Colorado used a first-place finish in the men’s team standings and a runner-up showing on the women’s side to claim its first overall title since winning three straight from 2003-05. The U.S. Military Academy captured the women’s team crown.

While the teams had to wait until Saturday night’s awards ceremony to learn their finish, there was no doubt about the individual champions. Stehula covered the course in 1:48:54, took advantage of quick transitions and overtook runner-up Cedric Wane of Colorado on the run en route to the title. Wane finished in 1:49:17, while Cal’s Ken Rakestraw rounded out the podium in third in 1:50:35.

Stehula, who had a potential top-10 finish wiped out a year ago due to penalty infractions, took full advantage his opportunity this year. He trailed Wane by nearly 40 seconds after T2 but closed the gap just a mile and a half into the run. Wane held tough over the final four miles, but the veteran Stehula would not be denied his first national title.

“I’ve been thinking about this race since my disappointment last year – every day just like ‘I want to go win this; I want to go win this,'” said the 26-year-old Stehula. “There was so much emotion during the race because I thought I’d lost it during the bike … In the last mile and a half I’m like ‘I think I’ve got this.’ I kept turning around, and I was so excited coming across that finish line.”
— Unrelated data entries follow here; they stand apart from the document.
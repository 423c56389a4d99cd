use crate::poller::DEFAULT_INTERVAL;
use anyhow::{Context, Result};
use serde::Deserialize;
use std::env;
use std::fs;
use std::path::{Path, PathBuf};

const APP_DIR: &str = "trackdeck";
const SETTINGS_FILE: &str = "settings.json";
const LOG_FILE: &str = "trackdeck.log";

/// Read-only user settings. Every field has a default so a partial file is fine.
#[derive(Debug, Clone, PartialEq, Deserialize)]
#[serde(default)]
pub struct Settings {
    pub asset_dir: Option<PathBuf>,
    pub catalog_file: Option<PathBuf>,
    pub seek_step_seconds: f64,
    pub poll_interval_ms: u64,
    pub shuffle_seed: Option<u64>,
}

impl Default for Settings {
    fn default() -> Self {
        Self {
            asset_dir: None,
            catalog_file: None,
            seek_step_seconds: 10.0,
            poll_interval_ms: u64::try_from(DEFAULT_INTERVAL.as_millis()).unwrap_or(1_000),
            shuffle_seed: None,
        }
    }
}

impl Settings {
    pub fn asset_dir(&self) -> PathBuf {
        self.asset_dir
            .clone()
            .unwrap_or_else(|| PathBuf::from("."))
    }
}

pub fn config_root() -> Result<PathBuf> {
    if let Ok(override_dir) = env::var("TRACKDECK_CONFIG_DIR") {
        return Ok(PathBuf::from(override_dir));
    }

    let home = env::var("HOME")
        .or_else(|_| env::var("USERPROFILE"))
        .context("neither HOME nor USERPROFILE is set")?;
    Ok(PathBuf::from(home).join(".config").join(APP_DIR))
}

pub fn settings_path() -> Result<PathBuf> {
    Ok(config_root()?.join(SETTINGS_FILE))
}

pub fn log_path() -> Result<PathBuf> {
    let root = config_root()?;
    fs::create_dir_all(&root).with_context(|| format!("failed to create {}", root.display()))?;
    Ok(root.join(LOG_FILE))
}

pub fn load_settings() -> Result<Settings> {
    load_settings_from(&settings_path()?)
}

pub fn load_settings_from(path: &Path) -> Result<Settings> {
    if !path.exists() {
        return Ok(Settings::default());
    }

    let raw = fs::read_to_string(path)
        .with_context(|| format!("failed to read settings file {}", path.display()))?;
    let settings: Settings = serde_json::from_str(&raw)
        .with_context(|| format!("failed to parse settings file {}", path.display()))?;
    anyhow::ensure!(
        settings.seek_step_seconds.is_finite() && settings.seek_step_seconds > 0.0,
        "seek_step_seconds must be positive in {}",
        path.display()
    );
    anyhow::ensure!(
        settings.poll_interval_ms > 0,
        "poll_interval_ms must be positive in {}",
        path.display()
    );
    Ok(settings)
}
Wane, who was third a year ago, claimed his second consecutive collegiate podium but was unable to hold off the hard-charging Stehula. “Cedric was killing it on the bike. He out-biked me by a minute and a half, and he had a 40-second lead on me,” said Stehula. “I thought that the race was over on the bike. I was like ‘I can’t catch him,’ and then just because I got one of those fantastic, really lucky breaks I was able to catch him. I just buried in the first mile and a half on the run and caught up to him.”

Rakestraw, who was fifth in 2009 in Lubbock, notched his second straight top-five finish.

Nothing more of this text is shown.